I talk to my Mom almost everyday since I take care of my 90 year old Grandma and she helps when she can. My Dad lives in another state and I don't talk to him but every couple of months. We've never been real close but we FB together. I avoid my sister like the plague becuase she's a very negative person. I feel like she's sucking the life out of me. I talk to or see my brother about one a month. The in laws are also negative so I leave them to my H. I'm not rude, I am polite to them, I just don't go out of my way for them anymore.


----------



## Leahdorus (Jul 28, 2008)

I talk to my mom every month or so (she lives 3000 miles away) by phone. Probably less to my dad, and only then it's because one of us has a particular thing to check on (his typical phone convos are about 15 words total!). And my sister and I talk a couple times a month. I guess we aren't a super close family! I can't even imagine talking to my mom weekly, much less daily!!


----------



## Bellavista (May 29, 2012)

My mother usually calls me every couple of days. I am a very slack with phone contact. Even my own sons who have moved away have to call me if they want to talk to me.
I usually only call if I have information I need to impart to someone, I don't call people just for chats.


----------



## 827Aug (Apr 27, 2008)

Several times daily. Since my dad is in the nursing home, I only get to see him a couple of times a month though.


----------



## somethingelse (Jun 20, 2012)

I usually call my mom once a week. I have the same problem as you though. When I don't call, she doesn't seem to call for a couple of weeks or more. I think maybe it's because they are so used to you being the initiator, that time slips by, and they don't realize it.


----------



## WorkingOnMe (Mar 17, 2012)

I moved out (joined the Navy) when I was 17. For the first couple years I called my parents once or twice a week. Then I made sure to call them at least every Sunday. That went on until I was in my late 20s. I live 3000 miles away from them. After we started having kids I noticed that I would skip some Sundays. Those have gradually increased and I'd say I only talk to them once a month or so at this point, unless something important happens.

Two things have affected my calling frequency: Facebook and Facetime. Facebook because even if we don't talk all the time, we're still quite well aware of what is happening in each others lives because of Facebook.
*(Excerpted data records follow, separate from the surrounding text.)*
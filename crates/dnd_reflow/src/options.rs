use serde::{Deserialize, Serialize};

use crate::drag::{ContainerId, DragInfo};
use crate::geometry::Orientation;
use crate::{Error, Result};

pub const DEFAULT_GROUP_NAME: &str = "@@dnd-reflow-default-group@@";

/// What happens to the dragged slot in its originating container.
#[derive(Clone, Copy, Debug, Default, PartialEq, Eq, Hash, Serialize, Deserialize)]
#[serde(rename_all = "lowercase")]
pub enum Behaviour {
    #[default]
    Move,
    Copy,
}

impl std::str::FromStr for Behaviour {
    type Err = Error;

    fn from_str(s: &str) -> Result<Self> {
        match s {
            "move" => Ok(Behaviour::Move),
            "copy" => Ok(Behaviour::Copy),
            other => Err(Error::UnknownBehaviour {
                value: other.to_string(),
            }),
        }
    }
}

/// Per-container configuration.
///
/// When deserialized without `acceptGroups`, the container accepts exactly its
/// own group.
#[derive(Clone, Debug, PartialEq, Eq, Serialize, Deserialize)]
#[serde(rename_all = "camelCase", from = "RawContainerOptions")]
pub struct ContainerOptions {
    pub group_name: String,
    pub behaviour: Behaviour,
    pub accept_groups: Vec<String>,
    /// Axis the host lays the container out along. The core itself measures
    /// through the [`Layout`](crate::Layout), which must agree with it; see
    /// [`MemoryLayout::for_options`](crate::MemoryLayout::for_options).
    pub orientation: Orientation,
}

#[derive(Deserialize)]
#[serde(rename_all = "camelCase")]
struct RawContainerOptions {
    group_name: Option<String>,
    #[serde(default)]
    behaviour: Behaviour,
    accept_groups: Option<Vec<String>>,
    #[serde(default)]
    orientation: Orientation,
}

impl From<RawContainerOptions> for ContainerOptions {
    fn from(raw: RawContainerOptions) -> Self {
        let group_name = raw
            .group_name
            .unwrap_or_else(|| DEFAULT_GROUP_NAME.to_string());
        let accept_groups = raw
            .accept_groups
            .unwrap_or_else(|| vec![group_name.clone()]);
        Self {
            group_name,
            behaviour: raw.behaviour,
            accept_groups,
            orientation: raw.orientation,
        }
    }
}

impl Default for ContainerOptions {
    fn default() -> Self {
        Self {
            group_name: DEFAULT_GROUP_NAME.to_string(),
            behaviour: Behaviour::Move,
            accept_groups: vec![DEFAULT_GROUP_NAME.to_string()],
            orientation: Orientation::Vertical,
        }
    }
}

impl ContainerOptions {
    pub fn new() -> Self {
        Self::default()
    }

    /// Parses and validates options from JSON.
    pub fn from_json(json: &str) -> Result<Self> {
        let options: Self = serde_json::from_str(json)?;
        options.validate()?;
        Ok(options)
    }

    /// Sets the group and, as deserialization does, accepts only that group.
    pub fn group_name(mut self, group_name: impl Into<String>) -> Self {
        self.group_name = group_name.into();
        self.accept_groups = vec![self.group_name.clone()];
        self
    }

    pub fn behaviour(mut self, behaviour: Behaviour) -> Self {
        self.behaviour = behaviour;
        self
    }

    pub fn accept_groups<I, G>(mut self, groups: I) -> Self
    where
        I: IntoIterator<Item = G>,
        G: Into<String>,
    {
        self.accept_groups = groups.into_iter().map(Into::into).collect();
        self
    }

    pub fn orientation(mut self, orientation: Orientation) -> Self {
        self.orientation = orientation;
        self
    }

    pub fn validate(&self) -> Result<()> {
        if self.group_name.is_empty() {
            return Err(Error::EmptyGroupName);
        }
        if let Some(index) = self.accept_groups.iter().position(String::is_empty) {
            return Err(Error::EmptyAcceptedGroup { index });
        }
        Ok(())
    }

    /// Whether a container with these options takes part in the gesture
    /// described by `info`.
    pub fn is_drag_relevant<S, P>(&self, container: ContainerId, info: &DragInfo<S, P>) -> bool {
        self.behaviour == Behaviour::Move
            && (info.container == container
                || info.group_name == self.group_name
                || self.accept_groups.contains(&info.group_name))
    }
}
Facetime because now when we call it's almost always a video call. Both of my parents have iphones and so do my wife and I.

As a related side note, when I moved out I also used to go home for vacations at least twice a year. After I got married that was cut down to once a year. When the kids were born it was scaled back even further and I'll sometimes go 3 or 4 years without going home. Although if it goes that long, my parents will usually try to make a trip out here to see us (actually mostly to see the kids I suspect).


----------



## WorkingOnMe (Mar 17, 2012)

Oh, my wife's folks live closer to us (about a 5 hour drive away). So naturally we see them much more often. Probably 8 or 10 times a year including most holidays where either we drive there or they drive here. My wife talks to her mother on most days, every other day at the least. But every day if you include texting. Anything interesting happens and she's sending her mom a picture text of it.


----------



## Maricha75 (May 8, 2012)

My parents live a couple blocks away. Still, we don't necessarily see each other daily. We do talk/text nearly everyday tho. As for hubby's mom... not very often. We had a falling out with her a couple years ago and we are still not quite to the point where we want to speak with her very often. I follow hubby's cues on that one tho...


----------



## heartsbeating (May 2, 2011)

Parents live on the other side of the country. Talk to Mama Hearts on average about every 3 weeks - sometimes more time passes, sometimes we'll talk weekly, but about every 3 weeks is standard. We usually have a good catch up for about an hour or two. We also email each other short notes in between. I guess the ratio of who initiates contact is fairly even. It probably sways more to her contacting me though. I talk to Papa Hearts every couple of months/once a month, and they are short friendly conversations that last about 10minutes. Fairly mutually initiated.


----------



## captainstormy (Jun 15, 2012)

Kind of interesting too me that so many people say they talk to their fathers/grand fathers so much less than their mothers/grand mothers.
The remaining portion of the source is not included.